▶ **WHAT YOU ARE ASKED TO DO**
Give back the entire listing below, unaltered.

---*---

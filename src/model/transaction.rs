use super::{
    require_non_negative, require_text, StudentId, SubscriptionId, TransactionId,
    ValidationError,
};
use chrono::NaiveDateTime;
use rust_decimal::Decimal;
use serde::Serialize;

/// The direction of a monetary movement
#[derive(Debug, Clone, Copy, PartialEq, Eq, Serialize)]
#[serde(rename_all = "lowercase")]
pub enum TransactionKind {
    /// Cash received. Recorded for cash flow; stored credit is untouched.
    Payment,
    /// Money returned for unused lessons, either to credit or in cash.
    Refund,
    /// Credit added to correct an earlier charge.
    Correction,
    /// Credit taken, e.g. for a lesson attended without a subscription.
    Debit,
}

/// Where a refund went
#[derive(Debug, Clone, Copy, PartialEq, Eq, Serialize)]
#[serde(rename_all = "lowercase")]
pub enum RefundTarget {
    /// Added to the student's stored credit
    Balance,
    /// Handed back in cash; stored credit is untouched
    Cash,
}

// Rows written before refunds carried a target only say where the money went in their
// description. Both the current wording and the older localised one are recognised.
const BALANCE_REFUND_PREFIXES: [&str; 2] = ["Refund to balance", "Возврат на баланс"];

impl RefundTarget {
    /// Classify a refund row that has no explicit target.
    pub fn from_description(description: &str) -> Self {
        let description = description.trim_start();
        if BALANCE_REFUND_PREFIXES
            .iter()
            .any(|prefix| description.starts_with(prefix))
        {
            RefundTarget::Balance
        } else {
            RefundTarget::Cash
        }
    }

    /// The description written on a refund of `subscription_id`.
    pub fn describe(self, subscription_id: &str) -> String {
        let short: String = subscription_id.chars().take(4).collect();
        match self {
            RefundTarget::Balance => {
                format!("{} (subscription #{})", BALANCE_REFUND_PREFIXES[0], short)
            }
            RefundTarget::Cash => format!("Cash refund (subscription #{})", short),
        }
    }
}

/// An entry in the append-only ledger. Amounts are never negative.
#[derive(Debug, Clone, PartialEq, Serialize)]
pub struct FinancialTransaction {
    pub id: TransactionId,
    pub student_id: StudentId,
    pub date: NaiveDateTime,
    #[serde(rename = "type")]
    pub kind: TransactionKind,
    pub amount: Decimal,
    pub description: String,
    #[serde(rename = "student_subscription_id")]
    pub subscription_id: Option<SubscriptionId>,
    #[serde(skip_serializing_if = "Option::is_none")]
    pub refund_target: Option<RefundTarget>,
}

impl FinancialTransaction {
    /// How this entry moves the student's stored credit.
    pub fn credit_effect(&self) -> Decimal {
        match self.kind {
            TransactionKind::Correction => self.amount,
            TransactionKind::Refund if self.refund_target == Some(RefundTarget::Balance) => {
                self.amount
            }
            TransactionKind::Debit => -self.amount,
            TransactionKind::Payment | TransactionKind::Refund => Decimal::ZERO,
        }
    }

    /// How this entry moves the business's income.
    pub fn income_effect(&self) -> Decimal {
        match self.kind {
            TransactionKind::Payment => self.amount,
            TransactionKind::Refund => -self.amount,
            TransactionKind::Correction | TransactionKind::Debit => Decimal::ZERO,
        }
    }
}

/// A transaction that has not been recorded yet
#[derive(Debug, Clone, PartialEq)]
pub struct NewTransaction {
    pub student_id: StudentId,
    pub kind: TransactionKind,
    pub amount: Decimal,
    pub description: String,
    pub subscription_id: Option<SubscriptionId>,
    pub refund_target: Option<RefundTarget>,
}

impl NewTransaction {
    pub fn new<S: Into<StudentId>, D: Into<String>>(
        student_id: S,
        kind: TransactionKind,
        amount: Decimal,
        description: D,
    ) -> Self {
        NewTransaction {
            student_id: student_id.into(),
            kind,
            amount,
            description: description.into(),
            subscription_id: None,
            refund_target: None,
        }
    }

    pub fn for_subscription<S: Into<SubscriptionId>>(mut self, subscription_id: S) -> Self {
        self.subscription_id = Some(subscription_id.into());
        self
    }

    pub fn refunded_to(mut self, target: RefundTarget) -> Self {
        self.refund_target = Some(target);
        self
    }

    /// Check the input and stamp it with `date`.
    pub fn build(self, date: NaiveDateTime) -> Result<FinancialTransaction, ValidationError> {
        require_text("student", &self.student_id)?;
        require_non_negative("transaction amount", self.amount)?;

        // Refunds must say where the money went, everything else must not.
        let refund_target = match self.kind {
            TransactionKind::Refund => Some(self.refund_target.unwrap_or(RefundTarget::Cash)),
            _ => None,
        };

        Ok(FinancialTransaction {
            id: String::new(),
            student_id: self.student_id,
            date,
            kind: self.kind,
            amount: self.amount,
            description: self.description,
            subscription_id: self.subscription_id,
            refund_target,
        })
    }
}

---*---

▶ **TASK OUTPUT**
filename src/model/transaction.rs
use super::{
    require_non_negative, require_text, StudentId, SubscriptionId, TransactionId,
    ValidationError,
};
use chrono::NaiveDateTime;
use rust_decimal::Decimal;
use serde::Serialize;

/// The direction of a monetary movement
#[derive(Debug, Clone, Copy, PartialEq, Eq, Serialize)]
#[serde(rename_all = "lowercase")]
pub enum TransactionKind {
    /// Cash received. Recorded for cash flow; stored credit is untouched.
    Payment,
    /// Money returned for unused lessons, either to credit or in cash.
    Refund,
    /// Credit added to correct an earlier charge.
    Correction,
    /// Credit taken, e.g. for a lesson attended without a subscription.
    Debit,
}

/// Where a refund went
#[derive(Debug, Clone, Copy, PartialEq, Eq, Serialize)]
#[serde(rename_all = "lowercase")]
pub enum RefundTarget {
    /// Added to the student's stored credit
    Balance,
    /// Handed back in cash; stored credit is untouched
    Cash,
}

// Rows written before refunds carried a target only say where the money went in their
// description. Both the current wording and the older localised one are recognised.
const BALANCE_REFUND_PREFIXES: [&str; 2] = ["Refund to balance", "Возврат на баланс"];

impl RefundTarget {
    /// Classify a refund row that has no explicit target.
    pub fn from_description(description: &str) -> Self {
        let description = description.trim_start();
        if BALANCE_REFUND_PREFIXES
            .iter()
            .any(|prefix| description.starts_with(prefix))
        {
            RefundTarget::Balance
        } else {
            RefundTarget::Cash
        }
    }

    /// The description written on a refund of `subscription_id`.
    pub fn describe(self, subscription_id: &str) -> String {
        let short: String = subscription_id.chars().take(4).collect();
        match self {
            RefundTarget::Balance => {
                format!("{} (subscription #{})", BALANCE_REFUND_PREFIXES[0], short)
            }
            RefundTarget::Cash => format!("Cash refund (subscription #{})", short),
        }
    }
}

/// An entry in the append-only ledger. Amounts are never negative.
#[derive(Debug, Clone, PartialEq, Serialize)]
pub struct FinancialTransaction {
    pub id: TransactionId,
    pub student_id: StudentId,
    pub date: NaiveDateTime,
    #[serde(rename = "type")]
    pub kind: TransactionKind,
    pub amount: Decimal,
    pub description: String,
    #[serde(rename = "student_subscription_id")]
    pub subscription_id: Option<SubscriptionId>,
    #[serde(skip_serializing_if = "Option::is_none")]
    pub refund_target: Option<RefundTarget>,
}

impl FinancialTransaction {
    /// How this entry moves the student's stored credit.
    pub fn credit_effect(&self) -> Decimal {
        match self.kind {
            TransactionKind::Correction => self.amount,
            TransactionKind::Refund if self.refund_target == Some(RefundTarget::Balance) => {
                self.amount
            }
            TransactionKind::Debit => -self.amount,
            TransactionKind::Payment | TransactionKind::Refund => Decimal::ZERO,
        }
    }

    /// How this entry moves the business's income.
    pub fn income_effect(&self) -> Decimal {
        match self.kind {
            TransactionKind::Payment => self.amount,
            TransactionKind::Refund => -self.amount,
            TransactionKind::Correction | TransactionKind::Debit => Decimal::ZERO,
        }
    }
}

/// A transaction that has not been recorded yet
#[derive(Debug, Clone, PartialEq)]
pub struct NewTransaction {
    pub student_id: StudentId,
    pub kind: TransactionKind,
    pub amount: Decimal,
    pub description: String,
    pub subscription_id: Option<SubscriptionId>,
    pub refund_target: Option<RefundTarget>,
}

impl NewTransaction {
    pub fn new<S: Into<StudentId>, D: Into<String>>(
        student_id: S,
        kind: TransactionKind,
        amount: Decimal,
        description: D,
    ) -> Self {
        NewTransaction {
            student_id: student_id.into(),
            kind,
            amount,
            description: description.into(),
            subscription_id: None,
            refund_target: None,
        }
    }

    pub fn for_subscription<S: Into<SubscriptionId>>(mut self, subscription_id: S) -> Self {
        self.subscription_id = Some(subscription_id.into());
        self
    }

    pub fn refunded_to(mut self, target: RefundTarget) -> Self {
        self.refund_target = Some(target);
        self
    }

    /// Check the input and stamp it with `date`.
    pub fn build(self, date: NaiveDateTime) -> Result<FinancialTransaction, ValidationError> {
        require_text("student", &self.student_id)?;
        require_non_negative("transaction amount", self.amount)?;

        // Refunds must say where the money went, everything else must not.
        let refund_target = match self.kind {
            TransactionKind::Refund => Some(self.refund_target.unwrap_or(RefundTarget::Cash)),
            _ => None,
        };

        Ok(FinancialTransaction {
            id: String::new(),
            student_id: self.student_id,
            date,
            kind: self.kind,
            amount: self.amount,
            description: self.description,
            subscription_id: self.subscription_id,
            refund_target,
        })
    }
}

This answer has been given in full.